This is about the new release with focus on performance and cleanups. It indicates significant progress with the milestone this release series really is about as it adds a compiled_method type.
So far functions, generator function, generator expressions were compiled objects, but in the context of classes, functions were wrapped in CPython instancemethod objects. The new compiled_method is specifically designed for wrapping compiled_function and therefore more efficient at it.
Global variable assignments now also use assign0 where no reference exists.
The assignment code for module variables is actually faster if it needs not drop the reference, but clearly the code shouldn't bother to take it on the outside just for that. This variant existed, but wasn't used as much so far.
The instance method objects are now Nuitka's own compiled type too. This should make things slightly faster by itself.
Our new compiled method objects support dedicated method parsing code, where self is passed directly, allowing to make calls taking a fast path in parameter parsing.
This avoids allocating/freeing a tuple object per method call, while reduced 3% ticks in "PyStone" benchmark, so that's significant.
Solved a TODO of BUILTIN_RANGE to change it to pre-allocating the list in the final size as we normally do everywhere else. This was a tick reduction of 0.4% in "PyStone" benchmark, but the measurement method normalizes on loop speed, so it's not visible in the numbers output.
Parameter variables cannot possibly be uninitialized at creation and most often they are never subject to a del statement. Adding dedicated C++ variable classes gave a big speedup, around 3% of "PyStone" benchmark ticks.

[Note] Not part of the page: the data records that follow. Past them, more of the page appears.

//! # WebSocket Audio Streaming Handler
//!
//! Handles real-time audio streaming via WebSocket. Clients connect to `/ws/audio`,
//! start a stream with processing parameters, send audio chunks and receive the
//! processed audio back on the same socket.
//!
//! ## WebSocket Protocol:
//! 1. **Connection**: the server answers with a `ready` envelope carrying the session id
//! 2. **Start**: client sends `control-start` with `{volume, pitch, speed}`
//! 3. **Audio Streaming**: `audio` envelopes (JSON text) or 16-bit PCM binary frames
//! 4. **Results**: one `audio-response` (or `error`) per processed chunk
//! 5. **Stop**: `control-stop`, acknowledged with `audio-response {status: "stop"}`
//! 6. **Text**: echoed, then answered with synthesized speech bracketed by
//!    `processing` and `finished` statuses
//!
//! Inbound frames may be up to `streaming.max_frame_bytes`; larger frames are a
//! socket-level protocol error.
//!
//! ## Actor Model:
//! Each connection is one actor. Frames are handled in arrival order by the actor's
//! mailbox, the [`Session`] decides what to do, and this actor carries out the
//! resulting effects: writing replies through the [`Transport`], spawning model
//! calls as actor-owned futures, and cancelling them when a job ends.

use crate::audio::codec;
use crate::audio::AudioModel;
use crate::config::StreamingConfig;
use crate::error::StreamError;
use crate::observe::{StreamEvent, StreamObserver, TracingObserver};
use crate::pipeline::{self, Invocation, Synthesis};
use crate::protocol::{Envelope, Message};
use crate::session::{Effect, Session, SessionSettings};
use crate::state::AppState;
use crate::transport::{FrameSink, Transport};

use actix::prelude::*;
use actix_web::{web, HttpRequest, HttpResponse, Result as ActixResult};
use actix_web_actors::ws;
use std::collections::HashMap;
use std::sync::Arc;
use std::time::Instant;
use tracing::{debug, error, info, warn};

impl FrameSink for ws::WebsocketContext<AudioStreamSocket> {
    fn send_text(&mut self, frame: String) {
        self.text(frame);
    }
}

/// WebSocket actor for one audio streaming connection.
pub struct AudioStreamSocket {
    /// Protocol state and the active job
    session: Session,

    /// Outbound buffering and link state
    transport: Transport,

    /// Model shared by all connections
    model: Arc<dyn AudioModel>,

    observer: Arc<dyn StreamObserver>,

    /// Streaming settings (timeouts, intervals)
    config: StreamingConfig,

    /// Running model calls, keyed by job or synthesis request id
    in_flight: HashMap<String, SpawnHandle>,

    /// Last time the client showed any sign of life
    last_heartbeat: Instant,
}

impl AudioStreamSocket {
    /// Create a new WebSocket actor.
    pub fn new(
        config: StreamingConfig,
        model: Arc<dyn AudioModel>,
        observer: Arc<dyn StreamObserver>,
    ) -> Self {
        let session = Session::new(SessionSettings::from(&config), observer.clone());
        let transport = Transport::new(
            session.id(),
            config.outbound_capacity,
            config.send_window,
            observer.clone(),
        );

        Self {
            session,
            transport,
            model,
            observer,
            config,
            in_flight: HashMap::new(),
            last_heartbeat: Instant::now(),
        }
    }

    /// Carry out what the session asked for, in order.
    fn apply(&mut self, effects: Vec<Effect>, ctx: &mut ws::WebsocketContext<Self>) {
        for effect in effects {
            match effect {
                Effect::Reply(envelope) => {
                    self.transport.send(&envelope, ctx);
                }
                Effect::Invoke(invocation) => self.invoke(invocation, ctx),
                Effect::Synthesize(synthesis) => self.synthesize(synthesis, ctx),
                Effect::Cancel { job_id } => self.cancel(&job_id, ctx),
            }
        }
    }

    /// Run a model call as a future owned by this actor.
    ///
    /// The future is dropped with the actor, so a closed connection never keeps a
    /// model call alive.
    fn invoke(&mut self, invocation: Invocation, ctx: &mut ws::WebsocketContext<Self>) {
        let job_id = invocation.job_id.clone();
        let call = pipeline::run_invocation(
            self.model.clone(),
            invocation,
            self.config.model_timeout(),
        );

        let handle = ctx.spawn(call.into_actor(self).map(|result, act, ctx| {
            act.in_flight.remove(&result.job_id);
            let effects = act.session.on_invocation_complete(result);
            act.apply(effects, ctx);
        }));

        self.in_flight.insert(job_id, handle);
    }

    fn synthesize(&mut self, synthesis: Synthesis, ctx: &mut ws::WebsocketContext<Self>) {
        let request_id = synthesis.request_id.clone();
        let call = pipeline::run_synthesis(
            self.model.clone(),
            synthesis,
            self.config.model_timeout(),
        );

        let handle = ctx.spawn(call.into_actor(self).map(|result, act, ctx| {
            act.in_flight.remove(&result.request_id);
            let effects = act.session.on_synthesis_complete(result);
            act.apply(effects, ctx);
        }));

        self.in_flight.insert(request_id, handle);
    }

    fn cancel(&mut self, job_id: &str, ctx: &mut ws::WebsocketContext<Self>) {
        if let Some(handle) = self.in_flight.remove(job_id) {
            debug!(session_id = %self.session.id(), job_id, "Cancelling model call");
            ctx.cancel_future(handle);
        }
    }

    fn handle_text(&mut self, text: &str, ctx: &mut ws::WebsocketContext<Self>) {
        let effects = match Envelope::decode(text.as_bytes()) {
            Ok(envelope) => self.session.dispatch(envelope),
            Err(err) => self.session.reject(err),
        };
        self.apply(effects, ctx);
    }

    /// Binary frames are 16-bit PCM and count as an `audio` envelope.
    fn handle_binary(&mut self, data: &[u8], ctx: &mut ws::WebsocketContext<Self>) {
        let effects = match codec::decode_pcm16(data) {
            Ok(sample) => {
                let envelope = Envelope::new(Message::Audio(sample), self.session.id());
                self.session.dispatch(envelope)
            }
            Err(err) => self.session.reject(err),
        };
        self.apply(effects, ctx);
    }
}

/// Implement Actor trait for WebSocket handling.
impl Actor for AudioStreamSocket {
    type Context = ws::WebsocketContext<Self>;

    /// Called when the WebSocket connection starts.
    fn started(&mut self, ctx: &mut Self::Context) {
        self.observer
            .record(self.session.id(), StreamEvent::ConnectionOpened);

        let greeting = self.session.greeting();
        self.transport.send(&greeting, ctx);

        // Start heartbeat timer
        let timeout = self.config.client_timeout();
        ctx.run_interval(self.config.heartbeat_interval(), move |act, ctx| {
            if Instant::now().duration_since(act.last_heartbeat) > timeout {
                warn!(session_id = %act.session.id(), "WebSocket heartbeat timeout, closing connection");
                act.transport.begin_close();
                ctx.stop();
            } else {
                ctx.ping(b"");
            }
        });

        // Open a new send window every tick
        ctx.run_interval(self.config.flush_interval(), |act, ctx| {
            act.transport.refill(ctx);
        });
    }

    /// Called when the WebSocket connection stops.
    fn stopped(&mut self, ctx: &mut Self::Context) {
        self.transport.closed();
        let effects = self.session.close();
        self.apply(effects, ctx);

        self.observer
            .record(self.session.id(), StreamEvent::ConnectionClosed);
    }
}

/// Handle incoming WebSocket messages.
impl StreamHandler<Result<ws::Message, ws::ProtocolError>> for AudioStreamSocket {
    fn handle(&mut self, msg: Result<ws::Message, ws::ProtocolError>, ctx: &mut Self::Context) {
        self.last_heartbeat = Instant::now();

        match msg {
            Ok(ws::Message::Text(text)) => self.handle_text(&text, ctx),
            Ok(ws::Message::Binary(data)) => self.handle_binary(&data, ctx),
            Ok(ws::Message::Ping(data)) => {
                ctx.pong(&data);
            }
            Ok(ws::Message::Pong(_)) => {}
            Ok(ws::Message::Close(reason)) => {
                info!(session_id = %self.session.id(), ?reason, "WebSocket closed by client");
                self.transport.begin_close();
                ctx.close(reason);
                ctx.stop();
            }
            Ok(ws::Message::Continuation(_)) => {
                // Continuation frames are not used in our protocol
                warn!(session_id = %self.session.id(), "Received unexpected continuation frame");
            }
            Ok(ws::Message::Nop) => {}
            Err(err) => {
                let err = StreamError::Transport(err.to_string());
                error!(session_id = %self.session.id(), error = %err, "WebSocket protocol error");
                self.transport.begin_close();
                ctx.stop();
            }
        }
    }
}

/// WebSocket endpoint handler.
///
/// ## HTTP to WebSocket Upgrade:
/// This function handles the initial HTTP request and upgrades it to a WebSocket connection.
/// The actual WebSocket communication is handled by the AudioStreamSocket actor.
pub async fn audio_websocket(
    req: HttpRequest,
    stream: web::Payload,
    app_state: web::Data<AppState>,
) -> ActixResult<HttpResponse> {
    let peer = req.connection_info().peer_addr().map(str::to_string);
    info!(peer = ?peer, "New WebSocket connection request");

    let observer: Arc<dyn StreamObserver> =
        Arc::new(TracingObserver::new(app_state.metrics.clone()));
    let streaming = app_state.config.streaming.clone();
    let frame_size = streaming.max_frame_bytes;
    let socket = AudioStreamSocket::new(streaming, app_state.model.clone(), observer);

    ws::WsResponseBuilder::new(socket, &req, stream)
        .frame_size(frame_size)
        .start()
}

Some abstract object operations were re-implemented, which allows to avoid function calls e.g. in the ITERATOR_NEXT case, this gave a few percent on "PyStone" as well.
A new script "benchmark.sh" (now called "run-valgrind.py") script now starts "kcachegrind" to display the valgrind result directly.
One can now use it to execute a test and inspect valgrind information right away, then improve it. Very useful to discover methods for improvements, test them, then refine some more.
The "check-release.sh" script needs to unset NUITKA_EXTRA_OPTIONS or else the reflection test will trip over the changed output paths.
Pystone(1.1) time for 50000 passes = 0.65 This machine benchmarks at 76923.1 pystones/second
Nuitka 0.3.7 (driven by python 2.6):
Pystone(1.1) time for 50000 passes = 0.28 This machine benchmarks at 178571 pystones/second
This is a 132% speed of 0.3.7 compared to CPython, up from 109% compare to the previous release. This is a another small increase, that can be fully attributed to milestone 2 measures, i.e. not analysis, but purely more efficient C++ code generation and the new compiled method type.
One can now safely assume that it is at least twice as fast, but I will try and get the PyPy or Shedskin test suite to run as benchmarks to prove it.
No milestone 3 work in this release. I believe it's best to finish with milestone 2 first, because these are quite universal gains that we should have covered.